The lack of reliable broadband connectivity is not a new concern for the agriculture sector. With nearly 40% of rural Americans lacking access to rural broadband services, technology obstacles continue to delay the progress of precision agriculture across the countryside
What was first enabled by the last farm bill, the Federal Communications Commission Precision Ag Task Force (PATF)on Rural Connectivity has been focused on increasing broadband capability across farms and ranches.
In this week’s CoffeeTalk, Pennsylvania farmer and PATF member, Andy Bater, joined us to share his personal experience, knowledge and where they task force efforts are today.
Carrying into year-two, the PATF goal remains: Achieve reliable capabilities on 95% of agricultural land in U.S. by 2025.
Throughout the last year, the task force has been working with four major groups as “sub parts” of the task force to identify what needs to be done from a technological, workforce, and mapping perspective. The individual reports from each group will be consolidated into one master reports and available to the public later in 2021.
As one group in the giant effort to build broadband infrastructure in rural America, Bater says it is important to understand the numerous ways funding is made available in the agriculture industry.
“With recent funding for rural agriculture, we need to make sure the money coming in is spent smartly,” Bater says.
Broadband accessibility and data capability is one of the biggest concerns in the broadband space today, especially on farms across the United States.

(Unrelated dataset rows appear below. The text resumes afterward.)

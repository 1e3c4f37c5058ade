//! Biometric SDK seam
//!
//! The firmware updater lives in a native SDK; this crate only drives it.
//! Calls are blocking and are issued from the blocking thread pool.

use crate::policy::UpdatePolicy;
use crate::status::Status;
use std::path::Path;
use transport::SerialConfig;

/// Name of the core firmware module
pub const OPFW: &str = "OPFW";

/// Settings handed to every updater call that talks to the device
#[derive(Debug, Clone, Copy, PartialEq, Eq)]
pub struct UpdaterSettings {
    pub serial: SerialConfig,
    /// Flash every module even when its CRC already matches
    pub force_full: bool,
}

impl UpdaterSettings {
    pub fn new(serial: SerialConfig) -> Self {
        Self {
            serial,
            force_full: false,
        }
    }

    pub fn with_force_full(mut self, force_full: bool) -> Self {
        self.force_full = force_full;
        self
    }
}

/// Metadata embedded in a firmware image
#[derive(Debug, Clone, PartialEq, Eq, Default)]
pub struct FirmwareInfo {
    pub firmware_version: String,
    pub recognition_version: String,
    pub module_names: Vec<String>,
}

impl FirmwareInfo {
    pub fn has_module(&self, name: &str) -> bool {
        self.module_names.iter().any(|m| m == name)
    }
}

/// Firmware updater provided by the SDK binding
pub trait FirmwareUpdater: Send + Sync {
    /// Decide how `image` may be flashed given the device's current state
    fn decide_update_policy(&self, settings: &UpdaterSettings, image: &Path) -> UpdatePolicy;

    /// Read version and module list from the image
    fn extract_fw_information(&self, image: &Path) -> Result<FirmwareInfo, Status>;

    /// Flash the named modules; `on_progress` receives fractions in [0, 1]
    fn update_modules(
        &self,
        settings: &UpdaterSettings,
        image: &Path,
        modules: &[String],
        on_progress: &mut dyn FnMut(f32),
    ) -> Status;

    /// Whether the image is encrypted for the device with this serial number
    fn is_encryption_supported(&self, image: &Path, device_serial: &str) -> bool;
}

“One challenge with data accessibility is readjusting the guidelines on what is acceptable internet,” Bater says. “For some time, it has been 25 (gigabytes per second) down and three up, but that isn’t really going to cut it anymore.”

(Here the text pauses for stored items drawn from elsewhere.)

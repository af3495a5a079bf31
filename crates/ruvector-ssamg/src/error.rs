//! Error types for the SSAMG control layer.
//!
//! Provides the status taxonomy returned by every setter, lifecycle call, and
//! query: invalid configuration, disabled logging, precondition violations,
//! collective mismatches, and malformed level data. All errors implement
//! `std::error::Error` via `thiserror`.

/// Result alias used throughout the crate.
pub type Result<T> = std::result::Result<T, SsamgError>;

/// Primary error type for SSAMG operations.
#[derive(Debug, thiserror::Error)]
pub enum SsamgError {
    /// A configuration value is unusable for the requested operation.
    #[error("invalid configuration: {name} ({reason})")]
    InvalidConfiguration {
        /// Name of the offending parameter.
        name: &'static str,
        /// Human-readable explanation.
        reason: String,
    },

    /// Convergence history was requested but `logging == 0`.
    #[error("convergence logging is disabled (logging level 0)")]
    LoggingDisabled,

    /// An operation was invoked in a state that does not permit it (no
    /// hierarchy built yet, configuration frozen, mismatched part counts).
    #[error("precondition violated: {0}")]
    PreconditionViolation(String),

    /// Ranks entered the same collective with different operations or
    /// buffer lengths.
    ///
    /// Only the in-process [`ThreadGroup`](crate::comm::ThreadGroup) can
    /// observe this. A real process group hangs instead; keeping every rank
    /// on the same sequence of collectives is the caller's obligation.
    #[error("collective mismatch: {detail}")]
    CollectiveMismatch {
        /// What differed between the ranks.
        detail: String,
    },

    /// Level data supplied by the setup algorithm failed validation.
    #[error("invalid input: {0}")]
    InvalidInput(#[from] ValidationError),
}

/// Structural validation errors for hierarchy inputs.
///
/// Raised eagerly when a level is registered so that the statistics pass and
/// the release walk only ever see consistent data.
#[derive(Debug, thiserror::Error)]
pub enum ValidationError {
    /// Two sizes that must agree do not.
    #[error("dimension mismatch: {0}")]
    DimensionMismatch(String),

    /// A value is NaN or infinite where a finite number is required.
    #[error("non-finite value detected: {0}")]
    NonFiniteValue(String),

    /// A column index is out of bounds for the declared number of columns.
    #[error("column index {index} out of bounds for {cols} columns (row {row})")]
    IndexOutOfBounds {
        /// Offending column index.
        index: usize,
        /// Row containing the offending entry.
        row: usize,
        /// Declared column count.
        cols: usize,
    },

    /// The `row_ptr` array is not monotonically non-decreasing.
    #[error("row_ptr is not monotonically non-decreasing at position {position}")]
    NonMonotonicRowPtrs {
        /// Position in `row_ptr` where the violation was detected.
        position: usize,
    },

    /// A grid box has an upper corner below its lower corner.
    #[error("box {index} is inverted along axis {axis}")]
    InvertedBox {
        /// Box position within its grid.
        index: usize,
        /// Axis (0, 1, 2) along which `imax < imin - 1`.
        axis: usize,
    },
}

As the task force moves forward, Bater says the main area of focus is examining how symmetrical the data flows to and from a farm field. And notes that with the increase in the internet capacity needed, it is nearly impossible for small carriers to provide the needed infrastructure.
Serving the agriculture industry is key for the FCC, but the connectivity needs of farmers and ranchers is typically very different – making serving the entire agriculture sector diverse and multifaceted task.
To even begin to accomplish the feat, a baseline is needed and that baseline is developing in the form of mapping.
“Getting data, making sure it is accurate and understandable—that is the most important part of the plans moving forward. That data will define “95% reliable connectivity” because right now, the definition of what 95% reliable connectivity is not clear,” Bater says. “Moving forward, the focus needs to be around rural broadband connectivity in a mobile space both from a public and private network perspective.”
Adding another level of complexity, funding for the project has drastically increased over the past 12 months.
connectivity in a mobile space both from a public and private network perspective.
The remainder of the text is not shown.